Stefan Vogelsang leitet einen von 31 Modellbetrieben der Wasserrahmenrichtlinie in Nordrhein-Westfalen, die innovative Techniken testen, um den Ackerbau fortschrittlicher zu machen, das Grundwasser zu schützen und den Dünger sparsamer und effizienter einzusetzen.
Herr Vogelsang, welche Rolle spielt die Gülle bei der Düngeplanung in Ihrem Betrieb?
Die Gülle ist sehr wertvoll, weil sie ein biologischer Volldünger ist. Ich decke damit viele Nährstoffe ab und erreiche eine Kreislaufwirtschaft: Die Früchte, die ich an meine Tiere verfüttere, werden ausgeschieden – und ich bringe sie mit der Gülle wieder aufs Feld und damit zurück in den Kreislauf.
Gülle ist viel diskutiert. Worauf muss man bei der Düngebedarfsplanung mit Gülle achten?
Die Gülle hat zu Unrecht einen schlechten Ruf. Man kann mit der Gülle sehr exakt düngen und Nährstoffe bestimmen. In der Regel machen wir Landwirte das, indem wir die Gülle zunächst aufrühren und eine Probe entnehmen, die dann ein Labor auf die genauen Inhaltsstoffe hin untersucht. Das ist die Grundlage für die Düngebedarfsplanung. Dabei gibt es viele Faktoren zu berücksichtigen: durchschnittliche Erträge, Bodenarten, Kulturen, die wir anbauen, Fruchtfolge, Zwischenfrüchte und mehr. Das alles verrechnen wir miteinander und kommen so auf den Düngebedarf. Und dieser Düngebedarf ist unsere gesetzliche Obergrenze, die wir nicht überschreiten dürfen.
Wie läuft die Analyse der Inhaltsstoffe normalerweise ab?
Das Wichtigste ist, dass man eine repräsentative Probe erhält.
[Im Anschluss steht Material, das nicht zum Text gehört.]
//! Client configuration loaded from environment variables.
//!
//! # Environment Variables
//!
//! ## Required
//! - `BAZAAR_API_URL` - Backend API base URL (e.g., <https://api.example.com/api>)
//!
//! ## Optional
//! - `BAZAAR_DATA_DIR` - Directory for the durable cart/token store (default: .bazaar)
//! - `BAZAAR_STORAGE_QUOTA_BYTES` - Byte quota for the durable store (default: unlimited)
//! - `BAZAAR_DELIVERY_FEE` - Flat delivery fee added at checkout (default: 1)
//! - `BAZAAR_CURRENCY` - ISO 4217 display currency (default: INR)
//! - `BAZAAR_HTTP_TIMEOUT_SECS` - Per-request timeout (default: 30)
//! - `BAZAAR_CATALOG_TTL_SECS` - Product list cache lifetime (default: 300)
//! - `SENTRY_DSN` - Sentry error tracking DSN

use std::path::PathBuf;
use std::time::Duration;

use bazaar_core::CurrencyCode;
use rust_decimal::Decimal;
use thiserror::Error;
use url::Url;

/// Configuration errors that can occur during loading.
#[derive(Debug, Error)]
pub enum ConfigError {
    #[error("Missing environment variable: {0}")]
    MissingEnvVar(String),
    #[error("Invalid environment variable {0}: {1}")]
    InvalidEnvVar(String, String),
}

/// Client configuration.
#[derive(Debug, Clone)]
pub struct ClientConfig {
    /// Backend API base URL; endpoint paths are resolved relative to it
    pub api_url: Url,
    /// Directory holding the durable store
    pub data_dir: PathBuf,
    /// Optional byte quota for the durable store
    pub storage_quota_bytes: Option<u64>,
    /// Flat delivery fee, added by callers on top of the cart amount
    pub delivery_fee: Decimal,
    /// Display currency
    pub currency: CurrencyCode,
    /// Per-request HTTP timeout
    pub http_timeout: Duration,
    /// How long a fetched product list is served from cache
    pub catalog_ttl: Duration,
    /// Sentry DSN for error tracking
    pub sentry_dsn: Option<String>,
}

impl ClientConfig {
    /// Load configuration from environment variables.
    ///
    /// Calls `dotenvy::dotenv()` to load from `.env` file if present.
    ///
    /// # Errors
    ///
    /// Returns `ConfigError` if required variables are missing or invalid.
    pub fn from_env() -> Result<Self, ConfigError> {
        // Load .env file if present (ignore errors if not found)
        let _ = dotenvy::dotenv();
        Self::from_lookup(|key| std::env::var(key).ok())
    }

    /// Load configuration from an arbitrary variable source.
    ///
    /// # Errors
    ///
    /// Returns `ConfigError` if required variables are missing or invalid.
    pub fn from_lookup(lookup: impl Fn(&str) -> Option<String>) -> Result<Self, ConfigError> {
        let env = Env(&lookup);

        let raw_url = env.required("BAZAAR_API_URL")?;
        let api_url = normalize_base_url(&raw_url)
            .map_err(|e| ConfigError::InvalidEnvVar("BAZAAR_API_URL".to_string(), e))?;

        let data_dir = PathBuf::from(env.or_default("BAZAAR_DATA_DIR", ".bazaar"));
        let storage_quota_bytes = env
            .optional("BAZAAR_STORAGE_QUOTA_BYTES")
            .map(|v| env.parse::<u64>("BAZAAR_STORAGE_QUOTA_BYTES", &v))
            .transpose()?;

        let delivery_fee = env.parse::<Decimal>(
            "BAZAAR_DELIVERY_FEE",
            &env.or_default("BAZAAR_DELIVERY_FEE", "1"),
        )?;
        if delivery_fee.is_sign_negative() && !delivery_fee.is_zero() {
            return Err(ConfigError::InvalidEnvVar(
                "BAZAAR_DELIVERY_FEE".to_string(),
                "must not be negative".to_string(),
            ));
        }

        let currency = env
            .or_default("BAZAAR_CURRENCY", "INR")
            .parse::<CurrencyCode>()
            .map_err(|e| ConfigError::InvalidEnvVar("BAZAAR_CURRENCY".to_string(), e))?;

        let http_timeout = Duration::from_secs(env.parse::<u64>(
            "BAZAAR_HTTP_TIMEOUT_SECS",
            &env.or_default("BAZAAR_HTTP_TIMEOUT_SECS", "30"),
        )?);
        let catalog_ttl = Duration::from_secs(env.parse::<u64>(
            "BAZAAR_CATALOG_TTL_SECS",
            &env.or_default("BAZAAR_CATALOG_TTL_SECS", "300"),
        )?);

        Ok(Self {
            api_url,
            data_dir,
            storage_quota_bytes,
            delivery_fee,
            currency,
            http_timeout,
            catalog_ttl,
            sentry_dsn: env.optional("SENTRY_DSN"),
        })
    }

    /// Configuration with defaults for everything but the API URL.
    ///
    /// # Errors
    ///
    /// Returns `ConfigError::InvalidEnvVar` if `api_url` is not an absolute http(s) URL.
    pub fn with_api_url(api_url: &str) -> Result<Self, ConfigError> {
        Self::from_lookup(|key| (key == "BAZAAR_API_URL").then(|| api_url.to_string()))
    }
}

// =============================================================================
// Helper Functions
// =============================================================================

struct Env<'a, F: Fn(&str) -> Option<String>>(&'a F);

impl<F: Fn(&str) -> Option<String>> Env<'_, F> {
    /// Get a required variable; blank counts as missing.
    fn required(&self, key: &str) -> Result<String, ConfigError> {
        self.optional(key)
            .ok_or_else(|| ConfigError::MissingEnvVar(key.to_string()))
    }

    /// Get an optional variable; blank counts as unset.
    fn optional(&self, key: &str) -> Option<String> {
        (self.0)(key).filter(|v| !v.trim().is_empty())
    }

    /// Get a variable with a default value.
    fn or_default(&self, key: &str, default: &str) -> String {
        self.optional(key).unwrap_or_else(|| default.to_string())
    }

    fn parse<T>(&self, key: &str, value: &str) -> Result<T, ConfigError>
    where
        T: std::str::FromStr,
        T::Err: std::fmt::Display,
    {
        value
            .trim()
            .parse::<T>()
            .map_err(|e| ConfigError::InvalidEnvVar(key.to_string(), e.to_string()))
    }
}

/// Parse a base URL and make sure its path ends in `/` so relative joins
/// append to it instead of replacing the last segment.
fn normalize_base_url(raw: &str) -> Result<Url, String> {
    let mut url = Url::parse(raw.trim()).map_err(|e| e.to_string())?;
    if !matches!(url.scheme(), "http" | "https") {
        return Err(format!("unsupported scheme: {}", url.scheme()));
    }
    if !url.path().ends_with('/') {
        let path = format!("{}/", url.path());
        url.set_path(&path);
    }
    Ok(url)
}

#[cfg(test)]
#[allow(clippy::unwrap_used)]
mod tests {
    use std::collections::HashMap;

    use super::*;

    fn load(vars: &[(&str, &str)]) -> Result<ClientConfig, ConfigError> {
        let vars: HashMap<String, String> = vars
            .iter()
            .map(|(k, v)| ((*k).to_string(), (*v).to_string()))
            .collect();
        ClientConfig::from_lookup(|key| vars.get(key).cloned())
    }

    #[test]
    fn test_defaults() {
        let config = load(&[("BAZAAR_API_URL", "http://localhost:4000/api")]).unwrap();

        assert_eq!(config.api_url.as_str(), "http://localhost:4000/api/");
        assert_eq!(config.data_dir, PathBuf::from(".bazaar"));
        assert_eq!(config.delivery_fee, Decimal::ONE);
        assert_eq!(config.currency, CurrencyCode::INR);
        assert_eq!(config.http_timeout, Duration::from_secs(30));
        assert_eq!(config.catalog_ttl, Duration::from_secs(300));
        assert!(config.storage_quota_bytes.is_none());
        assert!(config.sentry_dsn.is_none());
    }

    #[test]
    fn test_missing_api_url() {
        let err = load(&[]).unwrap_err();
        assert!(matches!(err, ConfigError::MissingEnvVar(ref k) if k == "BAZAAR_API_URL"));
    }

    #[test]
    fn test_blank_counts_as_missing() {
        let err = load(&[("BAZAAR_API_URL", "  ")]).unwrap_err();
        assert!(matches!(err, ConfigError::MissingEnvVar(_)));
    }

    #[test]
    fn test_rejects_non_http_url() {
        let err = load(&[("BAZAAR_API_URL", "ftp://example.com")]).unwrap_err();
        assert!(matches!(err, ConfigError::InvalidEnvVar(_, _)));
    }

    #[test]
    fn test_overrides() {
        let config = load(&[
            ("BAZAAR_API_URL", "https://shop.example.com/api/"),
            ("BAZAAR_DATA_DIR", "/tmp/bazaar"),
            ("BAZAAR_STORAGE_QUOTA_BYTES", "5242880"),
            ("BAZAAR_DELIVERY_FEE", "49.5"),
            ("BAZAAR_CURRENCY", "usd"),
            ("BAZAAR_HTTP_TIMEOUT_SECS", "5"),
            ("SENTRY_DSN", "https://key@sentry.example.com/1"),
        ])
        .unwrap();

        assert_eq!(config.api_url.as_str(), "https://shop.example.com/api/");
        assert_eq!(config.storage_quota_bytes, Some(5_242_880));
        assert_eq!(config.delivery_fee, Decimal::new(495, 1));
        assert_eq!(config.currency, CurrencyCode::USD);
        assert_eq!(config.http_timeout, Duration::from_secs(5));
        assert!(config.sentry_dsn.is_some());
    }

    #[test]
    fn test_invalid_numbers() {
        assert!(matches!(
            load(&[
                ("BAZAAR_API_URL", "http://localhost"),
                ("BAZAAR_DELIVERY_FEE", "-2")
            ]),
            Err(ConfigError::InvalidEnvVar(_, _))
        ));
        assert!(matches!(
            load(&[
                ("BAZAAR_API_URL", "http://localhost"),
                ("BAZAAR_HTTP_TIMEOUT_SECS", "soon")
            ]),
            Err(ConfigError::InvalidEnvVar(_, _))
        ));
    }

    #[test]
    fn test_with_api_url() {
        let config = ClientConfig::with_api_url("http://127.0.0.1:9000").unwrap();
        assert_eq!(config.api_url.as_str(), "http://127.0.0.1:9000/");
    }
}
Denn das Labor untersucht nur einen halben Liter – und der steht dann für die vier Millionen Liter, die ich im Güllelagerbehälter habe. Also muss ich die Gülle intensiv aufrühren, um eine homogene Flüssigkeit zu erhalten, aus der ich eine repräsentative Probe entnehmen kann. Die Probe schicke ich ins Labor und zehn Tage später habe ich die Ergebnisse.
Das klingt umständlich. Gibt es noch einen anderen Weg?
HarvestLab 3000
Nahinfrarotspektroskopie (NIR-Spektroskopie), um unterschiedliche Bestandteile im Erntegut oder der Gülle zu analysieren (ein Sensor, drei Anwendungen)
Ja, das geht noch besser. Wir setzen seit fünf Jahren im Betrieb den HarvestLab™ 3000 NIR Sensor ein, mit dem wir in Echtzeit die Gülle analysieren können. So sparen wir uns das Aufrühren im Vorfeld: Ich muss nicht zehn Tage, bevor ich Gülle ausbringen möchte, alles aufrühren, die Probe nehmen, auf die Ergebnisse warten. Ich kann just in time meine Gülle aufrühren, aufs Feld bringen, dort messen, differenziert nach Inhaltsstoffen ausbringen – und hab so einen gleichmäßigen Pflanzenbestand.
Wie funktioniert der Sensor?
Eine Pumpe saugt die Gülle aus dem Fass und drückt sie durch eine Druckleitung am Sensor vorbei nach hinten in das Ausbringgerät. Der Sensor misst die Nährstoffkonzentration live beim Ausbringen. Er ist mit einem ISOBUS-Kabelbaum verbunden. So sehe ich die Daten, die er übermittelt, direkt vorne in der Schlepperkabine auf dem Terminal und kann dort einen Zielwert eingeben, den das Güllefass anfahren soll. Den steuert das HarvestLab™ 3000 automatisch an.
Sie haben Ihr Analyselabor damit also immer mit an Bord und wissen genau, welche Inhaltsstoffe in welcher Menge verfügbar sind. Nutzt das nur ihrem Betrieb?
Wir geben auch Gülle an Ackerbaubetriebe ab. Die haben den großen Vorteil, dass wir alles detailliert dokumentieren können, wenn wir für sie Gülle ausbringen. Wir haben im Operations Center den Überblick über die Nährstoffe und können im Anschluss an die Arbeit einen Ausdruck erstellen, auf dem steht, welche und wie viele Nährstoffe an welchem Tag ausgebracht wurden. Das können wir direkt online in der staatlichen Datenbank melden – und sind damit sofort gesetzeskonform. Zudem hat der Landwirt die Kontrolle, dass er tatsächlich die Nährstoffe bekommen hat, die er auch bestellt hat.